<<<<

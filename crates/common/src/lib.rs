pub mod config;
pub mod error;
pub mod exchange;
pub mod types;

pub use config::{BinanceConfig, CryptorgConfig};
pub use error::{Error, Result};
pub use exchange::OrderClient;
pub use types::*;
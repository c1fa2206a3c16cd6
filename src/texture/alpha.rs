use super::{etc1::expand4, Block, BLOCK_SIZE};

/// Alpha block used for textures without an alpha plane.
pub const OPAQUE_ALPHA_BLOCK: [u8; 8] = [0xff; 8];

/// Decode a 4 bit alpha block into a 4x4 grid, indexed `[y][x]`.
///
/// Pixels are packed two per byte in column-major order, low nibble first.
pub fn decode_alpha_block(block: &[u8; 8]) -> Block<u8> {
    let mut alpha = [[0; BLOCK_SIZE]; BLOCK_SIZE];

    for x in 0..BLOCK_SIZE {
        for (y, row) in alpha.iter_mut().enumerate() {
            let index = x * BLOCK_SIZE + y;
            let byte = block[index / 2];

            let value = if index % 2 == 0 { byte & 0x0f } else { byte >> 4 };
            row[x] = expand4(value);
        }
    }

    alpha
}
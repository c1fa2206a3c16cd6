use amlunpack::{
    Archive, ArchiveError, EntryError, Manifest, ManifestEntry, TexInfo, TexInfoError,
    TextureError, TextureFormat,
};

mod common;

fn etc1_entry(width: u16, height: u16) -> Vec<u8> {
    let blocks = (width as usize / 4) * (height as usize / 4);
    let payload = (0..blocks)
        .flat_map(|index| common::solid_color_block(index as u8 % 16, 3, 5))
        .collect::<Vec<_>>();

    common::tex_record(0x0c, width, height, &payload)
}

#[test]
fn test_parse_tex_info() -> anyhow::Result<()> {
    let record = common::tex_record(0x0d, 64, 32, &[7; 64 * 32]);
    let (info, payload) = TexInfo::parse(&record)?;

    assert_eq!(info.format, TextureFormat::Etc1A4);
    assert!(info.format.has_alpha());
    assert_eq!((info.width, info.height), (64, 32));
    assert_eq!(info.data_size, 64 * 32);
    assert_eq!((info.mip_level, info.kind), (1, 2));
    assert_eq!(info.timestamp, 0x1234_5678);
    assert_eq!(payload.len(), 64 * 32);

    Ok(())
}

#[test]
fn test_tex_info_errors() {
    assert_eq!(
        TexInfo::parse(&[0; 20]),
        Err(TexInfoError::TruncatedHeader(20))
    );

    assert_eq!(
        TexInfo::parse(&common::tex_record(0x0b, 4, 4, &[0; 8])),
        Err(TexInfoError::UnsupportedFormat(0x0b))
    );

    let mut record = common::tex_record(0x0c, 4, 4, &[0; 8]);
    record.truncate(40);
    assert_eq!(
        TexInfo::parse(&record),
        Err(TexInfoError::TruncatedData {
            declared: 8,
            available: 4
        })
    );
}

#[test]
fn test_tex_info_ignores_extra_data() -> anyhow::Result<()> {
    let mut record = common::tex_record(0x0c, 4, 4, &[1; 8]);
    record.extend_from_slice(&[2; 4]);

    let (_, payload) = TexInfo::parse(&record)?;
    assert_eq!(payload, [1; 8]);

    Ok(())
}

#[test]
fn test_read_archive() -> anyhow::Result<()> {
    let first = etc1_entry(8, 8);
    let second = etc1_entry(16, 4);

    let data = common::archive(&[
        ("ui/title", common::encode_literals(&first, 0xab)),
        ("font", common::encode_literals(&second, 0x00)),
    ]);
    let archive = Archive::from_vec(data)?;

    assert_eq!(archive.len(), 2);
    let names = archive.entries().map(|entry| entry.name).collect::<Vec<_>>();
    assert_eq!(names, ["ui/title", "font"]);

    let entry = archive.get(0).expect("first entry exists");
    assert_eq!(entry.file_stem(), "ui_title");
    assert_eq!(entry.decompress()?, first);

    let decoded = entry.decode()?;
    assert_eq!(decoded.info.format, TextureFormat::Etc1);
    assert_eq!(decoded.image.dimensions(), (8, 8));
    // 8x8 tiles are stored in natural order
    assert_eq!(
        decoded.image.get_pixel(5, 1).0,
        [17 + 2, 3 * 17 + 2, 5 * 17 + 2, 255]
    );

    let decoded = archive.get(1).expect("second entry exists").decode()?;
    assert_eq!(decoded.image.dimensions(), (16, 4));

    assert!(archive.get(2).is_none());

    Ok(())
}

#[test]
fn test_archive_errors() {
    assert!(matches!(
        Archive::from_vec(b"NOT_Arciver".to_vec()),
        Err(ArchiveError::InvalidMagic)
    ));

    // magic but no entry count
    assert!(matches!(
        Archive::from_vec(b"AML_Arciver".to_vec()),
        Err(ArchiveError::Truncated { .. })
    ));

    let mut data = common::archive(&[("entry", vec![0; 16])]);
    data.truncate(data.len() - 1);
    assert!(matches!(
        Archive::from_vec(data),
        Err(ArchiveError::Truncated { end, len, .. }) if end == len + 1
    ));

    assert!(matches!(
        Archive::open("does/not/exist.arc"),
        Err(ArchiveError::Read(_))
    ));
}

#[test]
fn test_entry_errors_are_per_entry() -> anyhow::Result<()> {
    let bad_texture = common::tex_record(0x0c, 6, 4, &[0; 8]);

    let data = common::archive(&[
        ("empty", Vec::new()),
        ("bad", common::encode_literals(&bad_texture, 0xff)),
        ("good", common::encode_literals(&etc1_entry(4, 4), 0xff)),
    ]);
    let archive = Archive::from_vec(data)?;

    let results = archive
        .entries()
        .map(|entry| entry.decode())
        .collect::<Vec<_>>();

    assert!(matches!(results[0], Err(EntryError::Decompress(_))));
    assert!(matches!(
        results[1],
        Err(EntryError::Texture(TextureError::InvalidDimensions {
            width: 6,
            height: 4
        }))
    ));
    assert!(results[2].is_ok());

    Ok(())
}

#[test]
fn test_manifest() -> anyhow::Result<()> {
    let data = common::archive(&[
        ("b", common::encode_literals(&etc1_entry(4, 4), 0xee)),
        ("a", common::encode_literals(&etc1_entry(8, 4), 0xee)),
    ]);
    let archive = Archive::from_vec(data)?;

    let mut entries = Vec::new();
    for entry in archive.entries().collect::<Vec<_>>().into_iter().rev() {
        let decoded = entry.decode()?;
        entries.push(ManifestEntry::new(
            &entry,
            &decoded,
            format!("{}.png", entry.file_stem()),
        ));
    }

    let manifest = Manifest::new("test.arc", entries);
    assert_eq!(manifest.entries[0].name, "b");
    assert_eq!(manifest.entries[1].width, 8);

    let first = archive.get(0).expect("first entry exists").decode()?;
    let expected_crc = crc32fast::hash(first.image.as_raw());
    assert_eq!(manifest.entries[0].crc32, expected_crc);

    let text = manifest.to_toml()?;
    assert!(text.contains("archive = \"test.arc\""));
    assert!(text.contains("[[entry]]"));
    assert!(text.contains("file = \"a.png\""));
    assert!(text.contains("format = \"Etc1\""));

    Ok(())
}
mod decompress;
pub use decompress::{DecompressError, Decompressor};

/// A single step of the marker-escaped stream.
///
/// Every stream starts with a marker byte. A marker followed by the marker is a
/// literal marker byte, a marker followed by anything else starts a back-reference.
/// All other bytes are copied through unchanged.
#[derive(Debug, Clone, Copy, PartialEq, Eq)]
pub enum Operation {
    Literal(u8),
    EscapedMarker,
    Backref { offset: usize, length: u8 },
}

impl Operation {
    /// Number of stream bytes consumed by this operation.
    pub const fn encoded_len(&self) -> usize {
        match self {
            Self::Literal(_) => 1,
            Self::EscapedMarker => 2,
            Self::Backref { .. } => 3,
        }
    }
}

/// Decompress a complete stream.
pub fn decompress(src: &[u8]) -> Result<Vec<u8>, DecompressError> {
    Decompressor::new(src)?.decompress()
}
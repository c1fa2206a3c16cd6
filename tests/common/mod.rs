#![allow(dead_code)]

/// Encode `data` using literals only. Marker bytes inside the data are escaped.
pub fn encode_literals(data: &[u8], marker: u8) -> Vec<u8> {
    let mut out = vec![marker];
    for &byte in data {
        out.push(byte);
        if byte == marker {
            out.push(marker);
        }
    }
    out
}

/// First byte value that does not occur in `data`.
pub fn unused_byte(data: &[u8]) -> Option<u8> {
    (0..=u8::MAX).find(|value| !data.contains(value))
}

/// ETC1 color block in individual mode with the same 4 bit color in both sub-blocks,
/// modifier table 0 and every pixel code 0 (+2).
pub fn solid_color_block(r: u8, g: u8, b: u8) -> [u8; 8] {
    let nibbles = |value: u8| (value << 4) | value;
    [0, 0, 0, 0, 0x00, nibbles(b), nibbles(g), nibbles(r)]
}

/// Build a CTPK texture info record followed by its payload.
pub fn tex_record(format: u32, width: u16, height: u16, payload: &[u8]) -> Vec<u8> {
    let mut record = Vec::new();
    record.extend_from_slice(b"CTPK");
    record.extend_from_slice(&0u32.to_le_bytes());
    record.extend_from_slice(&(payload.len() as u32).to_le_bytes());
    record.extend_from_slice(&36u32.to_le_bytes());
    record.extend_from_slice(&format.to_le_bytes());
    record.extend_from_slice(&width.to_le_bytes());
    record.extend_from_slice(&height.to_le_bytes());
    record.extend_from_slice(&[1, 2]);
    record.extend_from_slice(&0u16.to_le_bytes());
    record.extend_from_slice(&0u32.to_le_bytes());
    record.extend_from_slice(&0x1234_5678u32.to_le_bytes());
    assert_eq!(record.len(), 36);

    record.extend_from_slice(payload);
    record
}

/// Build an archive from already compressed entries.
pub fn archive(entries: &[(&str, Vec<u8>)]) -> Vec<u8> {
    let mut data = b"AML_Arciver".to_vec();
    data.resize(0x80, 0);
    data.extend_from_slice(&(entries.len() as u32).to_le_bytes());

    for (name, compressed) in entries {
        let mut name_field = name.as_bytes().to_vec();
        name_field.resize(0x40, 0);

        data.extend_from_slice(&name_field);
        data.extend_from_slice(&(compressed.len() as u32).to_le_bytes());
        data.extend_from_slice(compressed);
    }

    data
}
use amlunpack::{Archive, ArchiveEntry, Manifest, ManifestEntry};
use anyhow::Context;
use clap::{Args, Parser, Subcommand};
use std::{
    fs,
    path::{Path, PathBuf},
    sync::Mutex,
};

#[derive(Parser, Debug)]
#[command(about = "Unpack AML_Arciver texture archives into PNG images")]
struct Arguments {
    #[command(subcommand)]
    command: Commands,
}

#[derive(Subcommand, Debug)]
enum Commands {
    /// Decode every texture in the archive and export it as PNG
    Unpack {
        archive: PathBuf,

        #[command(flatten)]
        args: UnpackArgs,
    },

    /// List the entries of an archive without exporting anything
    List { archive: PathBuf },
}

#[derive(Args, Debug, Clone)]
struct UnpackArgs {
    /// The output directory, defaults to '<archive>_unpack'
    #[arg(short, long)]
    out_dir: Option<PathBuf>,

    /// Remove the output directory first if it already exists
    #[arg(long)]
    force: bool,

    /// Number of worker threads, defaults to one per core
    #[arg(short, long)]
    jobs: Option<usize>,

    /// Do not write manifest.toml
    #[arg(long)]
    no_manifest: bool,
}

fn main() -> anyhow::Result<()> {
    let args = Arguments::parse();
    colog::init();

    match args.command {
        Commands::Unpack { archive, args } => unpack(&archive, args),
        Commands::List { archive } => list(&archive),
    }
}

fn open_archive(path: &Path) -> anyhow::Result<Archive> {
    let archive = Archive::open(path)
        .with_context(|| format!("Failed to open archive '{}'", path.display()))?;

    log::info!(
        "Loaded archive '{}' with {} entries",
        path.display(),
        archive.len()
    );

    Ok(archive)
}

fn list(path: &Path) -> anyhow::Result<()> {
    let archive = open_archive(path)?;

    for entry in archive.entries() {
        match entry.tex_info() {
            Ok(info) => log::info!(
                "{:4} {} ({} bytes): {:?} {}x{}",
                entry.index,
                entry.name,
                entry.data.len(),
                info.format,
                info.width,
                info.height
            ),
            Err(err) => log::warn!(
                "{:4} {} ({} bytes): {:#}",
                entry.index,
                entry.name,
                entry.data.len(),
                anyhow::Error::from(err)
            ),
        }
    }

    Ok(())
}

fn unpack(path: &Path, args: UnpackArgs) -> anyhow::Result<()> {
    let archive = open_archive(path)?;

    let out_dir = args.out_dir.clone().unwrap_or_else(|| {
        let mut dir = path.as_os_str().to_owned();
        dir.push("_unpack");
        dir.into()
    });

    if args.force && out_dir.exists() {
        fs::remove_dir_all(&out_dir).with_context(|| "Failed to clean up old output directory")?;
    }
    fs::create_dir_all(&out_dir).with_context(|| "Failed to create output directory")?;

    let entries = archive.entries().collect::<Vec<_>>();

    let pool = {
        let mut builder = rayon::ThreadPoolBuilder::new();
        if let Some(jobs) = args.jobs {
            builder = builder.num_threads(jobs);
        }
        builder
            .build()
            .with_context(|| "Failed to start worker threads")?
    };

    log::info!("Unpacking to '{}'...", out_dir.display());
    let (exported, failed) = pool.install(|| export_entries(&entries, &out_dir));

    if !args.no_manifest {
        let manifest = Manifest::new(path.display().to_string(), exported);
        let manifest_path = out_dir.join("manifest.toml");

        fs::write(&manifest_path, manifest.to_toml()?)
            .with_context(|| format!("Failed to write '{}'", manifest_path.display()))?;

        log::info!(
            "Done! Exported {} entries, {} failed",
            manifest.entries.len(),
            failed
        );
    } else {
        log::info!("Done! {} entries failed", failed);
    }

    Ok(())
}

fn export_entries(entries: &[ArchiveEntry], out_dir: &Path) -> (Vec<ManifestEntry>, usize) {
    use indicatif::ProgressBar;
    use rayon::prelude::*;
    use std::sync::atomic::{AtomicUsize, Ordering};

    let progress = ProgressBar::new(entries.len() as u64);

    let failed = AtomicUsize::new(0);
    let exported = Mutex::new(Vec::with_capacity(entries.len()));

    entries.par_iter().for_each(|entry| {
        progress.inc(1);

        match export_entry(entry, out_dir) {
            Ok(manifest_entry) => {
                progress.println(format!("{} > {}", entry.name, manifest_entry.file));
                if let Ok(mut exported) = exported.lock() {
                    exported.push(manifest_entry);
                }
            }
            Err(err) => {
                log::error!("Skipping '{}': {:#}", entry.name, err);
                failed.fetch_add(1, Ordering::SeqCst);
            }
        }
    });

    progress.finish_and_clear();

    let exported = exported
        .into_inner()
        .unwrap_or_else(|poisoned| poisoned.into_inner());

    (exported, failed.load(Ordering::SeqCst))
}

fn export_entry(entry: &ArchiveEntry, out_dir: &Path) -> anyhow::Result<ManifestEntry> {
    let decoded = entry.decode()?;

    let file = format!("{}.png", entry.file_stem());
    let path = out_dir.join(&file);

    decoded
        .image
        .save(&path)
        .with_context(|| format!("Failed to save '{}'", path.display()))?;

    Ok(ManifestEntry::new(entry, &decoded, file))
}
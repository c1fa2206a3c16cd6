/// Counters of the tile order recurrence.
///
/// Blocks are stored in 8x8 pixel groups of 2x2 blocks. The counters walk a
/// destination row two blocks at a time and hop between the upper and lower half
/// of each group row.
#[derive(Debug, Default, Clone, Copy, PartialEq, Eq)]
struct ScrambleState {
    row_acc: usize,
    base: usize,
    base_acc: usize,
    row: usize,
}

impl ScrambleState {
    fn next_row(&mut self) {
        if self.row_acc < 1 {
            self.row_acc = 1;
            self.row += 2;
            self.base = self.row;
        } else {
            self.row_acc = 0;
            self.base -= 2;
            self.row = self.base;
        }
    }

    fn next_tile(&mut self) {
        if self.base_acc < 1 {
            self.base_acc = 1;
            self.base += 1;
        } else {
            self.base_acc = 0;
            self.base += 3;
        }
    }
}

/// Build the table mapping each destination tile (row-major) to the index of the
/// tile that holds its pixels in the encoded payload.
///
/// The result is always a permutation of `0..tiles_per_row * tile_rows`.
pub fn build_scramble_table(tiles_per_row: usize, tile_rows: usize) -> Vec<usize> {
    if tiles_per_row % 2 == 0 && tile_rows % 2 == 0 {
        scramble_by_recurrence(tiles_per_row, tile_rows)
    } else {
        scramble_by_groups(tiles_per_row, tile_rows)
    }
}

fn scramble_by_recurrence(tiles_per_row: usize, tile_rows: usize) -> Vec<usize> {
    let tile_count = tiles_per_row * tile_rows;
    let mut table = Vec::with_capacity(tile_count);
    let mut state = ScrambleState::default();

    for tile in 0..tile_count {
        if tile > 0 && tile % tiles_per_row == 0 {
            state.next_row();
        }

        table.push(state.base);
        state.next_tile();
    }

    table
}

/// Same order as the recurrence, but skips the parts of 2x2 groups that hang over
/// the right or bottom edge. The recurrence would address tiles past the end there.
fn scramble_by_groups(tiles_per_row: usize, tile_rows: usize) -> Vec<usize> {
    let mut table = vec![0; tiles_per_row * tile_rows];
    let mut source = 0;

    for group_y in (0..tile_rows).step_by(2) {
        for group_x in (0..tiles_per_row).step_by(2) {
            for (dx, dy) in [(0, 0), (1, 0), (0, 1), (1, 1)] {
                let (x, y) = (group_x + dx, group_y + dy);
                if x < tiles_per_row && y < tile_rows {
                    table[y * tiles_per_row + x] = source;
                    source += 1;
                }
            }
        }
    }

    table
}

>>>>

> TASK STATEMENT:
Every line where "filename" appears must be returned from the listing above.

> RESULT:
filename crates/common/src/lib.rs
filename src/texture/alpha.rs
filename tests/common/mod.rs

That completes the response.